## [DATA RECORDS]
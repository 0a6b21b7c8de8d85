//! Unit tests for the console command parser

#[cfg(test)]
mod tests {
    use crate::session::ControlAction;
    use crate::stdin::parse_line;

    #[test]
    fn test_parse_buttons() {
        assert_eq!(parse_line("<<"), Some(ControlAction::SeekBackLarge));
        assert_eq!(parse_line("<"), Some(ControlAction::SeekBack));
        assert_eq!(parse_line(">"), Some(ControlAction::SeekForward));
        assert_eq!(parse_line(">>"), Some(ControlAction::SeekForwardLarge));
        assert_eq!(parse_line("p"), Some(ControlAction::PlayPause));
        assert_eq!(parse_line("stop"), Some(ControlAction::Stop));
        assert_eq!(parse_line("vol+"), Some(ControlAction::VolumeUp));
        assert_eq!(parse_line("vol-"), Some(ControlAction::VolumeDown));
        assert_eq!(parse_line("spd+"), Some(ControlAction::SpeedUp));
        assert_eq!(parse_line("spd-"), Some(ControlAction::SpeedDown));
        assert_eq!(parse_line("loop"), Some(ControlAction::ToggleLoop));
        assert_eq!(parse_line("bass"), Some(ControlAction::ToggleBassBoost));
    }

    #[test]
    fn test_parse_arguments() {
        assert_eq!(parse_line("seek -30"), Some(ControlAction::Seek(-30)));
        assert_eq!(parse_line("  seek   12 "), Some(ControlAction::Seek(12)));
        assert_eq!(parse_line("vol 40000"), Some(ControlAction::SetVolume(40000)));
        assert_eq!(
            parse_line("cmd cycle mute"),
            Some(ControlAction::Raw("cycle mute".to_string()))
        );
    }

    #[test]
    fn test_parse_rejects_garbage() {
        assert_eq!(parse_line(""), None);
        assert_eq!(parse_line("   "), None);
        assert_eq!(parse_line("seek"), None);
        assert_eq!(parse_line("seek forward"), None);
        assert_eq!(parse_line("vol"), None);
        assert_eq!(parse_line("cmd"), None);
        assert_eq!(parse_line("loop now"), None);
        assert_eq!(parse_line("dance"), None);
    }
}
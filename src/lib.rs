//! mpv-voice-rs library crate
//!
//! Pull-based audio pipeline that plays any source through an external
//! decoder into a virtual sink, captures the sink and serves fixed-size Opus
//! frames, with a side channel for playback control.
//! The player binary is in main.rs.

#[macro_use]
extern crate log;

pub mod config;
pub mod constants;
pub mod control;
pub mod encoder;
pub mod error;
pub mod names;
pub mod pipeline;
pub mod process;
pub mod session;
pub mod sink;
pub mod source;
pub mod stdin;

#[cfg(test)]
mod stdin_tests;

## [THE PROBLEM]
Select every line in the material above where the string "crate" occurs, and copy it.

## [OUTPUT FOR THIS TASK]
    use crate::session::ControlAction;
    use crate::stdin::parse_line;
//! mpv-voice-rs library crate
extern crate log;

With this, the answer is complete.